Miasm embeds its own disassembler, intermediate language and instruction semantic. It is written in Python.
To emulate code, it uses LLVM, GCC, Clang or Python to JIT the intermediate representation. It can emulate shellcodes and all or parts of binaries. Python callbacks can be executed to interact with the execution, for instance to emulate library functions effects.
Documentation
TODO
An auto-generated documentation is available here.
Obtaining Miasm
- Clone the repository: Miasm on GitHub
- Get one of the Docker images at Docker Hub
Software requirements
Miasm uses:
- python-pyparsing
- python-dev
- elfesteem from Elfesteem
- optionally python-pycparser (version >= 2.17)
- GCC
- Clang
- LLVM with Numba llvmlite, see below
- Z3, the Theorem Prover
Configuration
- Install elfesteem
git clone https://github.com/serpilliere/elfesteem.git elfesteem
cd elfesteem
python setup.py build
sudo python setup.py install
- GCC (any version)
- Clang (any version)
- LLVM
- Debian (testing/unstable): Not tested
- Debian stable/Ubuntu/Kali/whatever:
pip install llvmlite
or install from llvmlite - Windows: Not tested
- Build and install Miasm:
$ cd miasm_directory
$ python setup.py build
$ sudo python setup.py install
Windows & IDA
Most of Miasm's IDA plugins use a subset of Miasm functionnality. A quick way to have them working is to add:
elfesteem
directory andpyparsing.py
toC:\...\IDA\python\
orpip install pyparsing elfesteem
miasm2/miasm2
directory toC:\...\IDA\python\
Testing
Miasm comes with a set of regression tests. To run all of them:
cd miasm_directory/test
python test_all.py
- Mono threading:
-m
- Code coverage instrumentation:
-c
- Only fast tests:
-t long
(excludes the long tests)
They already use Miasm
Tools
- Sibyl: A function divination too
- R2M2: Use miasm2 as a radare2 plugin
- CGrex : Targeted patcher for CGC binaries
- ethRE Reversing tool for Ethereum EVM (with corresponding Miasm2 architecture)

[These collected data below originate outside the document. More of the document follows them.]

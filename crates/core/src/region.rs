//! Screen-space selection rectangles.
//!
//! A [`Region`] is always normalized: regardless of which direction the user
//! dragged, `x1 <= x2` and `y1 <= y2` hold. Construction goes through
//! [`Region::from_points`] so the invariant cannot be broken by a
//! right-to-left or bottom-to-top drag.

/// A rectangular screen area in pixel coordinates.
///
/// `(x1, y1)` is the top-left corner and `(x2, y2)` the bottom-right corner.
/// The region is half-open in neither axis: `width = x2 - x1`.
#[derive(Debug, Clone, Copy, PartialEq, Eq)]
pub struct Region {
    pub x1: i32,
    pub y1: i32,
    pub x2: i32,
    pub y2: i32,
}

impl Region {
    /// Builds a normalized region from two arbitrary drag points.
    ///
    /// The corners are sorted per axis, so the same region comes out of a
    /// drag no matter which corner the user started from.
    pub fn from_points(ax: i32, ay: i32, bx: i32, by: i32) -> Self {
        Self {
            x1: ax.min(bx),
            y1: ay.min(by),
            x2: ax.max(bx),
            y2: ay.max(by),
        }
    }

    /// Width in pixels.
    pub fn width(&self) -> u32 {
        (self.x2 - self.x1) as u32
    }

    /// Height in pixels.
    pub fn height(&self) -> u32 {
        (self.y2 - self.y1) as u32
    }

    /// True when the region covers no pixels.
    pub fn is_empty(&self) -> bool {
        self.x1 == self.x2 || self.y1 == self.y2
    }

    /// Clamps the region to a `bounds_width` x `bounds_height` screen whose
    /// origin is `(0, 0)`.
    ///
    /// A drag that ends off-screen is cut back to the visible part; returns
    /// `None` when nothing visible remains. Never panics on out-of-range
    /// input.
    pub fn clamped(&self, bounds_width: u32, bounds_height: u32) -> Option<Region> {
        let clamped = Region {
            x1: self.x1.clamp(0, bounds_width as i32),
            y1: self.y1.clamp(0, bounds_height as i32),
            x2: self.x2.clamp(0, bounds_width as i32),
            y2: self.y2.clamp(0, bounds_height as i32),
        };

        if clamped.is_empty() {
            None
        } else {
            Some(clamped)
        }
    }
}

#[cfg(test)]
mod tests {
    use super::*;

    #[test]
    fn normalizes_all_drag_directions() {
        let expected = Region {
            x1: 10,
            y1: 20,
            x2: 110,
            y2: 220,
        };

        // Same rectangle dragged from each of the four corners.
        let drags = [
            (10, 20, 110, 220),
            (110, 220, 10, 20),
            (110, 20, 10, 220),
            (10, 220, 110, 20),
        ];

        for (ax, ay, bx, by) in drags {
            let region = Region::from_points(ax, ay, bx, by);
            assert_eq!(region, expected, "drag ({ax},{ay})->({bx},{by})");
            assert!(region.x1 <= region.x2);
            assert!(region.y1 <= region.y2);
        }
    }

    #[test]
    fn zero_area_region_is_empty() {
        assert!(Region::from_points(5, 5, 5, 5).is_empty());
        assert!(Region::from_points(5, 5, 5, 90).is_empty());
        assert!(Region::from_points(5, 5, 90, 5).is_empty());
        assert!(!Region::from_points(5, 5, 6, 6).is_empty());
    }

    #[test]
    fn clamps_offscreen_drag_to_bounds() {
        // Drag running past the bottom-right corner of a 1920x1080 screen.
        let region = Region::from_points(1800, 1000, 2500, 1500);
        let clamped = region.clamped(1920, 1080).unwrap();
        assert_eq!(
            clamped,
            Region {
                x1: 1800,
                y1: 1000,
                x2: 1920,
                y2: 1080,
            }
        );
    }

    #[test]
    fn clamps_negative_origin() {
        let region = Region::from_points(-50, -20, 100, 80);
        let clamped = region.clamped(1920, 1080).unwrap();
        assert_eq!(clamped, Region::from_points(0, 0, 100, 80));
    }

    #[test]
    fn fully_offscreen_region_clamps_to_none() {
        let region = Region::from_points(2000, 1200, 2500, 1500);
        assert_eq!(region.clamped(1920, 1080), None);
    }

    #[test]
    fn dimensions() {
        let region = Region::from_points(10, 10, 110, 60);
        assert_eq!(region.width(), 100);
        assert_eq!(region.height(), 50);
    }
}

Blog posts / papers / conferences
- Deobfuscation: recovering an OLLVM-protected program
- Taming a Wild Nanomite-protected MIPS Binary With Symbolic Execution: No Such Crackme
- Génération rapide de DGA avec Miasm: Quick computation of DGA (French article)
- Enabling Client-Side Crash-Resistance to Overcome Diversification and Information Hiding: Detect undirected call potential arguments
- Miasm: Framework de reverse engineering (French)
- Tutorial miasm (French video)
- Graphes de dépendances : Petit Poucet style: DepGraph (French)
Books
- Practical Reverse Engineering: X86, X64, Arm, Windows Kernel, Reversing Tools, and Obfuscation: Introduction to Miasm (Chapter 5 "Obfuscation")
- BlackHat Python - Appendix: Japan security book's samples
Misc
- Man, does miasm has a link with rr0d?
- Yes! crappy code and uggly documentation.